**WHAT IS EXPECTED**
Where a line in the material below has the string "classifiers", please report it.
┄┄┄┄┄┄
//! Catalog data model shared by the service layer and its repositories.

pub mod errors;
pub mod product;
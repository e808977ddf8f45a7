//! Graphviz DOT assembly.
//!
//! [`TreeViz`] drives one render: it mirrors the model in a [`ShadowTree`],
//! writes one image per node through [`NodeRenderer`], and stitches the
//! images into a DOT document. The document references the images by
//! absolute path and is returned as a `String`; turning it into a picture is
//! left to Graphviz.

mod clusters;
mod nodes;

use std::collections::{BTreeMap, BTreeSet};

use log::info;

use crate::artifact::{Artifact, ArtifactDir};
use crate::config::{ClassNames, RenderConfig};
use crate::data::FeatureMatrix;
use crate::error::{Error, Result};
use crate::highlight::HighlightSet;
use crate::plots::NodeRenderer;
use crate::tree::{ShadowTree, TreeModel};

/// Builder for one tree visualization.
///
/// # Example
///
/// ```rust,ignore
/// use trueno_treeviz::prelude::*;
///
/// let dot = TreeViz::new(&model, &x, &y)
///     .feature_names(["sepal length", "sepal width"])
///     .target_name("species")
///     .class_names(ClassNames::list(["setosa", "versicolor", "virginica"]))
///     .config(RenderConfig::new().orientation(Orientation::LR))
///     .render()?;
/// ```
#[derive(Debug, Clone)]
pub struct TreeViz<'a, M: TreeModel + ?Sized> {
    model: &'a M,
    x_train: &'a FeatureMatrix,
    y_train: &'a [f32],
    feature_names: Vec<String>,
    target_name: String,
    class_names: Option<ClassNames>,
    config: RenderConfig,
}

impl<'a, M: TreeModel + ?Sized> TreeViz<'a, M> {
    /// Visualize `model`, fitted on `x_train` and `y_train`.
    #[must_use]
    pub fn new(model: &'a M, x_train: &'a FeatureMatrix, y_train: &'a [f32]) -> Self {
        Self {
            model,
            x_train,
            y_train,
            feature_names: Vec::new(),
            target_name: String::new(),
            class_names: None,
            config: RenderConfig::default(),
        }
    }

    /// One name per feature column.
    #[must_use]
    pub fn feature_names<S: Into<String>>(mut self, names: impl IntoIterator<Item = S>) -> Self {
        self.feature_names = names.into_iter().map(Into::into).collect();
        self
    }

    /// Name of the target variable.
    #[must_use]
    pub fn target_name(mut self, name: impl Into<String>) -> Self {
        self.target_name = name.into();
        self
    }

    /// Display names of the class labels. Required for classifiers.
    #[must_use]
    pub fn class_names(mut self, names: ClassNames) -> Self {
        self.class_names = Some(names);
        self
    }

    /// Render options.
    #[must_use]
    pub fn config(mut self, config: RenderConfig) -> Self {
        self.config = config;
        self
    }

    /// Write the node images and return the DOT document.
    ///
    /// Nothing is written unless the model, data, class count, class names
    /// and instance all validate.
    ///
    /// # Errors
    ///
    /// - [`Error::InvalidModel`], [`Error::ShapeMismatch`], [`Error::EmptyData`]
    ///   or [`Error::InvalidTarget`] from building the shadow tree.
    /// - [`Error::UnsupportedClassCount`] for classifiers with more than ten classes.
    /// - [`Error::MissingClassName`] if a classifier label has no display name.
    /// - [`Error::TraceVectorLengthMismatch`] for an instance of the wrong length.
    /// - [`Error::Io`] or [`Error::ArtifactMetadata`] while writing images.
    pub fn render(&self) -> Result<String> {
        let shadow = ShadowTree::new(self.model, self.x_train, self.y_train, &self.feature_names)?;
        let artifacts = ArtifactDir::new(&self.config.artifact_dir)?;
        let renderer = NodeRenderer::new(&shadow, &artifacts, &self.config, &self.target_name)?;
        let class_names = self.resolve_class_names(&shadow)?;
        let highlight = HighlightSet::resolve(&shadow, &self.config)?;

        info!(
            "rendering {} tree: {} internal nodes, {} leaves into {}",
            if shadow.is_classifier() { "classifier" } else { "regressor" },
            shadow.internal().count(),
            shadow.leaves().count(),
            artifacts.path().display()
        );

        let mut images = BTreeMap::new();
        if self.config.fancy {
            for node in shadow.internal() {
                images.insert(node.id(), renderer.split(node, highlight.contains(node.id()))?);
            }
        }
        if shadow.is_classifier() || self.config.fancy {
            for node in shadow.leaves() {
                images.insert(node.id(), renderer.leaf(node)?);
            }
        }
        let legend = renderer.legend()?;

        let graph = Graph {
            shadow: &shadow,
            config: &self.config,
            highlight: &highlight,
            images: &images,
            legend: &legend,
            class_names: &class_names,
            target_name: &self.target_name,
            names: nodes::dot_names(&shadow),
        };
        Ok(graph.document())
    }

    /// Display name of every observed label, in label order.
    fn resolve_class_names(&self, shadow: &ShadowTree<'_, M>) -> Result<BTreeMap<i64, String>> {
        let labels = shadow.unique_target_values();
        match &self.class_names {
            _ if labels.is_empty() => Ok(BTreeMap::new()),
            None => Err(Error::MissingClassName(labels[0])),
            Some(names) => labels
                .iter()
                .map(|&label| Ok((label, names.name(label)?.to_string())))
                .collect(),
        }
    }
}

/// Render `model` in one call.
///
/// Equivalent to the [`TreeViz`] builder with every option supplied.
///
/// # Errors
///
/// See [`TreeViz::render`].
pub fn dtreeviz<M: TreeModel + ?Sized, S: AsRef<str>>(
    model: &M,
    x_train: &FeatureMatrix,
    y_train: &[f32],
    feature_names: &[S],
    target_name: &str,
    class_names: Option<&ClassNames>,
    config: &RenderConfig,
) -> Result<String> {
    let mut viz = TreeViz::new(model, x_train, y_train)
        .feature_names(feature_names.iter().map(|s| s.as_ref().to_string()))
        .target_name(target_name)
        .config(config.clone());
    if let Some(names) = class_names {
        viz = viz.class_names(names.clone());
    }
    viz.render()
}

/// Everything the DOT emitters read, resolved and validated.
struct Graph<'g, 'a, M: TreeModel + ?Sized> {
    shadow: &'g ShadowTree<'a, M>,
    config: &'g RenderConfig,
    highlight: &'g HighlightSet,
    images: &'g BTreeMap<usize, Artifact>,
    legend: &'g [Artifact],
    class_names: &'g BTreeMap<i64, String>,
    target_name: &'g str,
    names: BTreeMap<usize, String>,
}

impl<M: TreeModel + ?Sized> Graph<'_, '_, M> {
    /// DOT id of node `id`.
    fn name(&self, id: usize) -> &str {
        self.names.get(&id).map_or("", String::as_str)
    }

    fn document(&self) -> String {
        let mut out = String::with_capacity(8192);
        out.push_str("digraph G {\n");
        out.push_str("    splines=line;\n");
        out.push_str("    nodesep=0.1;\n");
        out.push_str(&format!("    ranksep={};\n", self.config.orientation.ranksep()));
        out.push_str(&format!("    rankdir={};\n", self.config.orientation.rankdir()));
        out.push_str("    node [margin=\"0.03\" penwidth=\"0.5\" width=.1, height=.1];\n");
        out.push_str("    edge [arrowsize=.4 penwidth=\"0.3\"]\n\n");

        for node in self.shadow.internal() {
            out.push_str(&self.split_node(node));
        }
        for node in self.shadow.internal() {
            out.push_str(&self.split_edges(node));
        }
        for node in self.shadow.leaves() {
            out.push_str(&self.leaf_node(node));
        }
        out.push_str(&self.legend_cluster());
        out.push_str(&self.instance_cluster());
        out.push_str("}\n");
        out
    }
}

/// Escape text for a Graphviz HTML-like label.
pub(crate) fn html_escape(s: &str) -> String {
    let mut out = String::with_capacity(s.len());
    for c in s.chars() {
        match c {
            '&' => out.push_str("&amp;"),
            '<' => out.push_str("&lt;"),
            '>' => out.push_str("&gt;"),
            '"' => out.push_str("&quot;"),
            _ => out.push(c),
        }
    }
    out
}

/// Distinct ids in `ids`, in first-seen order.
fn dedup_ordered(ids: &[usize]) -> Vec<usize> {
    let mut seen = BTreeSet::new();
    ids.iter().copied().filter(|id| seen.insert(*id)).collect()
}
┄┄┄┄┄┄
**OUTPUT FOR THIS EXERCISE**
    /// Display names of the class labels. Required for classifiers.
    /// - [`Error::UnsupportedClassCount`] for classifiers with more than ten classes.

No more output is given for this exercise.